REQUIREMENT
Check every line of the entries for the string "Some" and return the ones that contain it.

DATA FOR REVIEW

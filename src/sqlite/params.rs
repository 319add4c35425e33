use rusqlite::types::Value;

use crate::types::RowValues;

/// Convert a single `RowValue` to a rusqlite `Value`.
///
/// `SQLite` has no boolean, timestamp or JSON storage class: booleans become `0`/`1`,
/// timestamps `YYYY-MM-DD HH:MM:SS[.f]` text and JSON its serialized text.
#[must_use]
pub fn row_value_to_sqlite_value(value: &RowValues) -> Value {
    match value {
        RowValues::Int(i) => Value::Integer(*i),
        RowValues::Float(f) => Value::Real(*f),
        RowValues::Text(s) => Value::Text(s.clone()),
        RowValues::Bool(b) => Value::Integer(i64::from(*b)),
        RowValues::Timestamp(dt) => Value::Text(dt.format("%F %T%.f").to_string()),
        RowValues::Null => Value::Null,
        RowValues::JSON(jval) => Value::Text(jval.to_string()),
        RowValues::Blob(bytes) => Value::Blob(bytes.clone()),
    }
}

/// Owned `SQLite` parameters, movable onto a blocking worker.
#[derive(Debug, Clone, Default)]
pub struct Params(pub Vec<Value>);

impl Params {
    #[must_use]
    pub fn convert(params: &[RowValues]) -> Self {
        Params(params.iter().map(row_value_to_sqlite_value).collect())
    }

    #[must_use]
    pub fn as_values(&self) -> &[Value] {
        &self.0
    }
}

#[cfg(test)]
mod tests {
    use chrono::NaiveDate;

    use super::*;

    #[test]
    fn maps_types_without_native_storage() {
        let ts = NaiveDate::from_ymd_opt(2024, 1, 2)
            .and_then(|d| d.and_hms_opt(3, 4, 5))
            .unwrap();
        let params = Params::convert(&[
            RowValues::Bool(true),
            RowValues::Timestamp(ts),
            RowValues::JSON(serde_json::json!({"k": [1]})),
            RowValues::Null,
        ]);
        assert_eq!(
            params.as_values(),
            &[
                Value::Integer(1),
                Value::Text("2024-01-02 03:04:05".into()),
                Value::Text(r#"{"k":[1]}"#.into()),
                Value::Null,
            ]
        );
    }
}
use rusqlite::types::Value;
use rusqlite::{Connection, params_from_iter};

use crate::error::SqlCapError;
use crate::results::{ExecResult, InsertResult, Rows};
use crate::types::RowValues;

fn sqlite_value_to_row_value(value: Value) -> RowValues {
    match value {
        Value::Null => RowValues::Null,
        Value::Integer(i) => RowValues::Int(i),
        Value::Real(f) => RowValues::Float(f),
        Value::Text(s) => RowValues::Text(s),
        Value::Blob(b) => RowValues::Blob(b),
    }
}

/// Run a statement and read every row it returns.
///
/// Statements come from the connection's cache, so repeated text is parsed once per
/// connection.
///
/// # Errors
/// Returns the rusqlite error unchanged.
pub fn select(conn: &Connection, sql: &str, params: &[Value]) -> Result<Rows, SqlCapError> {
    let mut stmt = conn.prepare_cached(sql)?;
    let column_names: Vec<String> = stmt
        .column_names()
        .iter()
        .map(std::string::ToString::to_string)
        .collect();
    let col_count = column_names.len();
    let mut rows = Rows::with_capacity(column_names, 10);

    let mut cursor = stmt.query(params_from_iter(params.iter()))?;
    while let Some(row) = cursor.next()? {
        let mut values = Vec::with_capacity(col_count);
        for idx in 0..col_count {
            values.push(sqlite_value_to_row_value(row.get::<_, Value>(idx)?));
        }
        rows.push_row(values);
    }

    Ok(rows)
}

/// # Errors
/// Returns the rusqlite error unchanged.
pub fn execute(conn: &Connection, sql: &str, params: &[Value]) -> Result<ExecResult, SqlCapError> {
    let mut stmt = conn.prepare_cached(sql)?;
    let affected = stmt.execute(params_from_iter(params.iter()))?;
    Ok(ExecResult::new(affected as u64))
}

/// Execute and read `last_insert_rowid` on the same connection before anything else can
/// run on it.
///
/// # Errors
/// Returns the rusqlite error unchanged.
pub fn insert(conn: &Connection, sql: &str, params: &[Value]) -> Result<InsertResult, SqlCapError> {
    let mut stmt = conn.prepare_cached(sql)?;
    let affected = stmt.execute(params_from_iter(params.iter()))?;
    Ok(InsertResult::new(
        affected as u64,
        Some(conn.last_insert_rowid()),
    ))
}

/// Compile `sql` once so syntax errors surface at prepare time; the plan stays cached.
///
/// # Errors
/// Returns the rusqlite error unchanged.
pub fn warm(conn: &Connection, sql: &str) -> Result<(), SqlCapError> {
    conn.prepare_cached(sql)?;
    Ok(())
}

TASK SOLUTION
    while let Some(row) = cursor.next()? {
        Some(conn.last_insert_rowid()),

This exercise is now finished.